À l’époque de mon travail en soins palliatifs, j’ai rapidement pris conscience d’un enjeu majeur : celui de la réconciliation avec son corps. Pour les personnes en fin de vie, l’esprit est souvent intact, mais le corps ne suit plus, il meurt. Ce que nous faisons ici, à Manrèse, avec les Exercices spirituels est similaire. Il s’agit d’une réconciliation entre la vie selon l’esprit et la vie corporelle. C’est là que les Exercices spirituels interviennent pour aider à rétablir cet équilibre et sont, à cet égard, une véritable démarche de soin.
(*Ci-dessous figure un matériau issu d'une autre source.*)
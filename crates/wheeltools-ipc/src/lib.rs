//! WheelTools — IPC client for the remote create-game capability.
//!
//! The client resolves its channel on first use and caches the handle; the
//! TCP transport carries one JSON line per request and reply.

pub mod client;
pub mod transport;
Il me semble qu’il y a en effet une vraie similitude entre l’introduction des Exercices spirituels et ce qu’on apprend en formation de soignant, surtout dans la relation à l’autre. Il s’agit d’être attentif à ce que l’autre vit, à ce qu’il exprime, à ses préoccupations et difficultés. Ignace précise que, si quelqu’un prend en main sa vie, il faut le laisser faire. C’est pareil en médecine : le soignant doit être attentif à la personne dans sa globalité, à ses souffrances et à ses ressources, pour l’aider à surmonter les obstacles et retrouver du bien-être, de la paix ou de l’autonomie.
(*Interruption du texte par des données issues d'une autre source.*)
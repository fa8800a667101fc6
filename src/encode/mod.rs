//! Frame sinks.
//!
//! Sinks consume captured frames in order and are driven by [`TreeSession`](crate::TreeSession).

/// MP4 output through the system `ffmpeg`.
pub mod ffmpeg;
/// Sink trait and simple built-in sinks.
pub mod sink;

pub use ffmpeg::{FfmpegSink, FfmpegSinkOpts, is_ffmpeg_on_path};
pub use sink::{FrameSink, InMemorySink, PngSequenceSink, SinkConfig};
use crate::config::ResolvedRun;
use crate::encode::{FrameSink, SinkConfig};
use crate::foundation::core::{Canvas, Fps, FrameIndex};
use crate::foundation::error::{CollatzError, CollatzResult};
use crate::render::{FrameRGBA, TreeRasterizer, TreeStyle};
use crate::tree::{PlotLimits, SequenceTreeBuilder, TreeParams, plot_limits};

/// Raster and capture settings for a [`TreeSession`].
#[derive(Clone, Copy, Debug, PartialEq)]
pub struct TreeSessionOpts {
    /// Output size.
    pub canvas: Canvas,
    /// Frame rate handed to sinks.
    pub fps: Fps,
    /// Capture a frame on every iteration whose index is a multiple of this.
    pub frame_stride: u64,
}

impl Default for TreeSessionOpts {
    fn default() -> Self {
        Self {
            canvas: Canvas {
                width: 1000,
                height: 1000,
            },
            fps: Fps { num: 10, den: 1 },
            frame_stride: 1,
        }
    }
}

/// Counters reported after a run.
#[derive(Clone, Copy, Debug, Default, PartialEq, Eq)]
pub struct RunStats {
    /// Lockstep iterations until convergence.
    pub iterations: u64,
    /// Non-degenerate segments stroked.
    pub segments_drawn: u64,
    /// Frames pushed to the sink (0 for stills).
    pub frames: u64,
}

/// Everything a run produces besides the frames streamed to a sink.
#[derive(Clone, Debug)]
pub struct SessionOutput {
    /// Fixed camera limits from the pre-pass.
    pub limits: PlotLimits,
    /// Canvas after the last iteration.
    pub final_frame: FrameRGBA,
    /// Counters.
    pub stats: RunStats,
}

/// Drives the tree builder, the rasterizer, and an optional frame sink for one run.
///
/// The bounding-box pre-pass runs first so the camera stays fixed; then the origin marker is
/// drawn, the first frame is captured, and each iteration's segments are drawn in order.
#[derive(Clone, Debug)]
pub struct TreeSession {
    params: TreeParams,
    style: TreeStyle,
    opts: TreeSessionOpts,
}

impl TreeSession {
    /// Validate inputs and create a session.
    pub fn new(params: TreeParams, style: TreeStyle, opts: TreeSessionOpts) -> CollatzResult<Self> {
        params.validate()?;
        style.validate()?;
        opts.canvas.validate()?;
        if opts.frame_stride == 0 {
            return Err(CollatzError::validation("frame_stride must be > 0"));
        }
        Ok(Self {
            params,
            style,
            opts,
        })
    }

    /// Session for a resolved configuration.
    pub fn from_resolved(run: &ResolvedRun) -> CollatzResult<Self> {
        Self::new(
            run.params,
            run.style,
            TreeSessionOpts {
                canvas: run.output.canvas,
                fps: run.output.fps,
                frame_stride: run.output.frame_stride,
            },
        )
    }

    /// Geometry inputs.
    pub fn params(&self) -> &TreeParams {
        &self.params
    }

    /// Run and stream frames into `sink`.
    ///
    /// The first frame shows only the origin marker; the final state is always captured, even
    /// when the last iteration does not fall on the stride.
    #[tracing::instrument(skip_all, fields(n = self.params.n))]
    pub fn run(&self, sink: &mut dyn FrameSink) -> CollatzResult<SessionOutput> {
        self.drive(Some(sink))
    }

    /// Run without capturing frames; only the final image is produced.
    #[tracing::instrument(skip_all, fields(n = self.params.n))]
    pub fn render_still(&self) -> CollatzResult<SessionOutput> {
        self.drive(None)
    }

    fn drive(&self, mut sink: Option<&mut dyn FrameSink>) -> CollatzResult<SessionOutput> {
        let limits = plot_limits(&self.params)?;
        tracing::debug!(
            xlim = ?limits.xlim(),
            ylim = ?limits.ylim(),
            "plot limits computed"
        );

        let mut raster = TreeRasterizer::new(self.opts.canvas, &limits, self.style)?;
        raster.draw_origin()?;

        let mut frames = 0u64;
        if let Some(sink) = sink.as_deref_mut() {
            sink.begin(SinkConfig {
                width: self.opts.canvas.width,
                height: self.opts.canvas.height,
                fps: self.opts.fps,
            })?;
            sink.push_frame(FrameIndex(frames), &raster.snapshot())?;
            frames += 1;
        }

        let mut builder = SequenceTreeBuilder::new(&self.params)?;
        let mut pending = false;
        while let Some(it) = builder.try_next_iteration()? {
            raster.draw_segments(&it.segments)?;
            pending = true;
            if let Some(sink) = sink.as_deref_mut()
                && it.index.is_multiple_of(self.opts.frame_stride)
            {
                sink.push_frame(FrameIndex(frames), &raster.snapshot())?;
                frames += 1;
                pending = false;
            }
        }

        if let Some(sink) = sink.as_deref_mut() {
            if pending {
                sink.push_frame(FrameIndex(frames), &raster.snapshot())?;
                frames += 1;
            }
            sink.end()?;
        }

        let stats = RunStats {
            iterations: builder.iterations(),
            segments_drawn: raster.segments_drawn(),
            frames,
        };
        tracing::debug!(
            iterations = stats.iterations,
            segments = stats.segments_drawn,
            frames = stats.frames,
            "tree run finished"
        );

        Ok(SessionOutput {
            limits,
            final_frame: raster.snapshot(),
            stats,
        })
    }
}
Quels défis rencontre-t-on lorsque l’on tente d’intégrer la spiritualité dans les soins ?
Je pense que l’essentiel, c’est la confiance. Il faut veiller à ce qu’elle se crée entre l’aidant et la personne aidée. Pour une écoute authentique, il faut que la personne soit ouverte, mais cela demande aussi que l’aidant dépasse les attitudes formelles. Ce n’est pas simple, car, en médecine, on nous apprend souvent à garder une certaine distance. Pourtant, si on veut vraiment respecter la dimension spirituelle, il faut être ouvert, se situer soi-même et faire preuve d’humilité, en reconnaissant qu’on est aussi en chemin.
Oui, la confiance est peut-être le défi principal. Du côté des soins, on voit bien tous ces projets de loi, sur les directives anticipées, l’euthanasie, etc. Quand je ne serai plus conscient, je n’aurai plus le contrôle. Alors à qui dois-je faire confiance aujourd’hui ? Il est donc important, dans tous les domaines de l’aide, d’avoir ce souci de la confiance, car, sans confiance, la parole devient superficielle. Il n’y a alors plus de partage vrai, ce qui rend l’aide très compliquée.
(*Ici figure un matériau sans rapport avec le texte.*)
use crate::foundation::error::{CollatzError, CollatzResult};
use crate::foundation::math::mul_div255_u8;

pub(crate) type PremulRgba8 = [u8; 4];

/// Source-over for premultiplied pixels.
pub(crate) fn over(dst: PremulRgba8, src: PremulRgba8) -> PremulRgba8 {
    match src[3] {
        0 => dst,
        255 => src,
        sa => {
            let inv = 255u16 - u16::from(sa);
            let mut out = [0u8; 4];
            for i in 0..4 {
                out[i] = src[i].saturating_add(mul_div255_u8(u16::from(dst[i]), inv));
            }
            out
        }
    }
}

/// Composite `src` over `dst`, both premultiplied RGBA8 of equal length.
pub(crate) fn over_in_place(dst: &mut [u8], src: &[u8]) -> CollatzResult<()> {
    if dst.len() != src.len() || !dst.len().is_multiple_of(4) {
        return Err(CollatzError::render(
            "over_in_place expects equal-length rgba8 buffers",
        ));
    }
    for (d, s) in dst.chunks_exact_mut(4).zip(src.chunks_exact(4)) {
        if s[3] == 0 {
            continue;
        }
        let out = over([d[0], d[1], d[2], d[3]], [s[0], s[1], s[2], s[3]]);
        d.copy_from_slice(&out);
    }
    Ok(())
}

pub(crate) fn fill(buf: &mut [u8], px: PremulRgba8) {
    for d in buf.chunks_exact_mut(4) {
        d.copy_from_slice(&px);
    }
}

#[cfg(test)]
mod tests {
    use super::*;

    #[test]
    fn over_respects_alpha_extremes() {
        assert_eq!(over([10, 20, 30, 255], [0, 0, 0, 0]), [10, 20, 30, 255]);
        assert_eq!(over([10, 20, 30, 255], [1, 2, 3, 255]), [1, 2, 3, 255]);
    }

    #[test]
    fn half_alpha_over_opaque_black_keeps_src() {
        assert_eq!(over([0, 0, 0, 255], [128, 128, 0, 128]), [128, 128, 0, 255]);
    }

    #[test]
    fn in_place_checks_lengths() {
        let mut dst = vec![0u8; 8];
        assert!(over_in_place(&mut dst, &[0u8; 4]).is_err());
        assert!(over_in_place(&mut dst, &[255u8; 8]).is_ok());
        assert_eq!(dst, vec![255u8; 8]);
    }
}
Est-ce qu’on peut aller jusqu’à parler de guérison par la spiritualité ?
Lorsque quelqu’un se sent perdu dans sa vie, qu’il n’arrive plus à avancer, mais qu’il retrouve du sens grâce à la spiritualité et parvient à se remettre en marche, on peut effectivement parler d’une forme de guérison. En soins palliatifs, il y a encore des guérisons, mais elles sont très partielles, très petites. On ne peut plus guérir complètement, la personne ne retrouvera pas son état d’avant. Par contre, elle peut vivre véritablement l’expérience d’être sauvée.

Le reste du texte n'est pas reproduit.